- [Your goal] Reproduce nothing but the closing run of lines: the line with "store.delete_route(route.id).await?;" and each line that follows it to the end of the data.

- [The records]

■ ■ ■ ■

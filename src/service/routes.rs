//! Owner-scoped route CRUD.

use crate::error::AppError;
use crate::guard;
use crate::model::{BackgroundImage, NewRoute, Route, RouteChanges, RouteDetail, RouteId, User};
use crate::store::RouteStore;

pub struct RouteService;

impl RouteService {
    pub async fn list(store: &dyn RouteStore, actor: &User) -> Result<Vec<Route>, AppError> {
        store.routes_of(actor.id).await
    }

    pub async fn list_detailed(store: &dyn RouteStore, actor: &User) -> Result<Vec<RouteDetail>, AppError> {
        let mut out = Vec::new();
        for route in store.routes_of(actor.id).await? {
            out.push(Self::detail_of(store, route).await?);
        }
        Ok(out)
    }

    pub async fn create(store: &dyn RouteStore, actor: &User, new: NewRoute) -> Result<Route, AppError> {
        let route = store.create_route(actor.id, new).await?;
        tracing::info!(user = actor.id, route = route.id, "route created");
        Ok(route)
    }

    pub async fn get(store: &dyn RouteStore, actor: &User, route_id: RouteId) -> Result<Route, AppError> {
        guard::owned_route(store, actor.id, route_id).await
    }

    pub async fn detail(store: &dyn RouteStore, actor: &User, route_id: RouteId) -> Result<RouteDetail, AppError> {
        let route = guard::owned_route(store, actor.id, route_id).await?;
        Self::detail_of(store, route).await
    }

    pub async fn update(
        store: &dyn RouteStore,
        actor: &User,
        route_id: RouteId,
        changes: RouteChanges,
    ) -> Result<RouteDetail, AppError> {
        let route = guard::owned_route(store, actor.id, route_id).await?;
        let route = store.update_route(route.id, changes).await?;
        tracing::info!(user = actor.id, route = route.id, "route updated");
        Self::detail_of(store, route).await
    }

    pub async fn delete(store: &dyn RouteStore, actor: &User, route_id: RouteId) -> Result<(), AppError> {
        let route = guard::owned_route(store, actor.id, route_id).await?;
        store.delete_route(route.id).await?;
        tracing::info!(user = actor.id, route = route.id, "route deleted");
        Ok(())
    }

    pub async fn background(store: &dyn RouteStore, route: &Route) -> Result<BackgroundImage, AppError> {
        store
            .background(route.background_id)
            .await?
            .ok_or_else(|| AppError::NotFound(format!("obraz tła {}", route.background_id)))
    }

    async fn detail_of(store: &dyn RouteStore, route: Route) -> Result<RouteDetail, AppError> {
        let background = Self::background(store, &route).await?;
        let points = store.list_points(route.id).await?;
        Ok(RouteDetail {
            route,
            background,
            points,
        })
    }
}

■ ■ ■ ■

- [Completed task]
        store.delete_route(route.id).await?;
        tracing::info!(user = actor.id, route = route.id, "route deleted");
        Ok(())
    }

    pub async fn background(store: &dyn RouteStore, route: &Route) -> Result<BackgroundImage, AppError> {
        store
            .background(route.background_id)
            .await?
            .ok_or_else(|| AppError::NotFound(format!("obraz tła {}", route.background_id)))
    }

    async fn detail_of(store: &dyn RouteStore, route: Route) -> Result<RouteDetail, AppError> {
        let background = Self::background(store, &route).await?;
        let points = store.list_points(route.id).await?;
        Ok(RouteDetail {
            route,
            background,
            points,
        })
    }
}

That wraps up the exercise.